Drug abuse is a significant problem in this country, and stemming the tide of drug-related deaths and crime is a top priority of both law enforcement and the courts. However, in the desire to save lives and slow drug trade, decisions are sometimes made that are questionable. Such may be the case in the example of two Pennsylvania medical professionals who stand accused of unlawfully distributing drugs. The federal drug case has made headlines across the nation and sparked debate among many.
The charges center on the operation of a methadone clinic in North Union Township. Authorities claim that a doctor working at the clinic and the institution's director are guilty of unlawfully distributing a schedule III controlled substance. The doctor is also accused of unlawfully distributing a drug named Suboxone. The drugs in question were given to clients of the methadone clinic. Both defendants are also charged with conspiracy to distribute those drugs.

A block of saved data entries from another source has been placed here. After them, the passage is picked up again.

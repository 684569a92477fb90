//! Client for the build service that cuts new release tags.

use async_trait::async_trait;
use serde_json::json;
use tracing::info;
use url::Url;

use super::{BuildPlatform, HTTP_CLIENT};
use crate::core::models::ReleaseType;
use crate::errors::BotError;

pub struct BuildClient {
    base_url: String,
    token: Option<String>,
}

impl BuildClient {
    #[must_use]
    pub fn new(base_url: String, token: Option<String>) -> Self {
        Self { base_url, token }
    }

    /// `POST {base}/releases`, tolerating a base URL with or without a trailing slash.
    ///
    /// # Errors
    ///
    /// Returns an error when the configured base URL is not a valid URL.
    pub fn releases_url(&self) -> Result<Url, BotError> {
        let base = if self.base_url.ends_with('/') {
            self.base_url.clone()
        } else {
            format!("{}/", self.base_url)
        };
        Url::parse(&base)
            .and_then(|u| u.join("releases"))
            .map_err(|e| BotError::ConfigError(format!("BUILD_SERVICE_URL: {e}")))
    }
}

#[async_trait]
impl BuildPlatform for BuildClient {
    async fn publish(&self, repository: &str, release_type: ReleaseType) -> Result<(), BotError> {
        let url = self.releases_url()?;
        let mut request = HTTP_CLIENT.post(url).json(&json!({
            "repository": repository,
            "release_type": release_type,
        }));
        if let Some(token) = &self.token {
            request = request.bearer_auth(token);
        }

        let resp = request
            .send()
            .await
            .map_err(|e| BotError::BuildError(format!("publish {repository}: {e}")))?;

        if !resp.status().is_success() {
            return Err(BotError::BuildError(format!(
                "publish {repository} HTTP {}",
                resp.status()
            )));
        }
        info!(repository = %repository, release_type = %release_type, "Release published");
        Ok(())
    }
}
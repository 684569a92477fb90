//! Hand-off of confirmed release tasks to the worker.

use async_trait::async_trait;
use aws_sdk_sqs::Client as SqsClient;
use tracing::{error, info};

use crate::core::models::ReleaseTask;
use crate::errors::BotError;
use crate::features::release::ReleaseOrchestrator;
use crate::worker::{Notifier, run_task};

/// Starts a release task without waiting for it to finish.
#[async_trait]
pub trait TaskDispatcher: Send + Sync {
    /// # Errors
    ///
    /// Returns an error when the task could not be handed off. Failures of the
    /// task itself are never reported here.
    async fn dispatch(&self, task: ReleaseTask) -> Result<(), BotError>;
}

/// Queues tasks for the worker Lambda.
pub struct SqsDispatcher {
    queue_url: String,
}

impl SqsDispatcher {
    #[must_use]
    pub fn new(queue_url: String) -> Self {
        Self { queue_url }
    }
}

#[async_trait]
impl TaskDispatcher for SqsDispatcher {
    async fn dispatch(&self, task: ReleaseTask) -> Result<(), BotError> {
        let shared_config = aws_config::from_env().load().await;
        let client = SqsClient::new(&shared_config);
        let message_body = serde_json::to_string(&task)
            .map_err(|e| BotError::ParseError(format!("Failed to serialize task: {e}")))?;

        client
            .send_message()
            .queue_url(&self.queue_url)
            .message_body(message_body)
            .send()
            .await
            .map_err(|e| BotError::AwsError(format!("Failed to send message to SQS: {e}")))?;

        info!(correlation_id = %task.correlation_id, "Release task queued");
        Ok(())
    }
}

/// Runs tasks on the current tokio runtime, for deployments without a queue.
pub struct SpawnDispatcher {
    orchestrator: ReleaseOrchestrator,
    notifier: Notifier,
}

impl SpawnDispatcher {
    #[must_use]
    pub fn new(orchestrator: ReleaseOrchestrator, notifier: Notifier) -> Self {
        Self {
            orchestrator,
            notifier,
        }
    }
}

#[async_trait]
impl TaskDispatcher for SpawnDispatcher {
    async fn dispatch(&self, task: ReleaseTask) -> Result<(), BotError> {
        let orchestrator = self.orchestrator.clone();
        let notifier = self.notifier.clone();
        let handle = tokio::spawn(async move {
            run_task(&orchestrator, &notifier, &task).await;
        });

        // Observe the task so a panic inside it is logged rather than lost.
        tokio::spawn(async move {
            if let Err(e) = handle.await {
                error!("Release task aborted: {}", e);
            }
        });
        Ok(())
    }
}
pub mod release;
pub mod review_apps;
pub mod templates;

Patients who seek the services of methadone clinics are struggling with chronic pain and sometime with addiction issues. They are often seeking methadone, Xanax and Suboxone to alleviate their symptoms without having to turn to stronger, and sometimes illegal, drugs. In some cases, these patients are seriously addicted to the drugs that they seek, leaving physicians and administrators in a tough ethical position when determining which patients to serve and which to turn away.
This is not the first example of medical professionals being implicated in a federal drug case. However, the outcome of this case could have a much broader impact than any repercussions that these two Pennsylvania professionals might face. If dispensing methadone, Suboxone, Xanax and similar medications becomes a criminal act, fewer doctors will be willing to provide pain or addiction treatment to their patients, leaving a gap in health care for a significant portion of the population.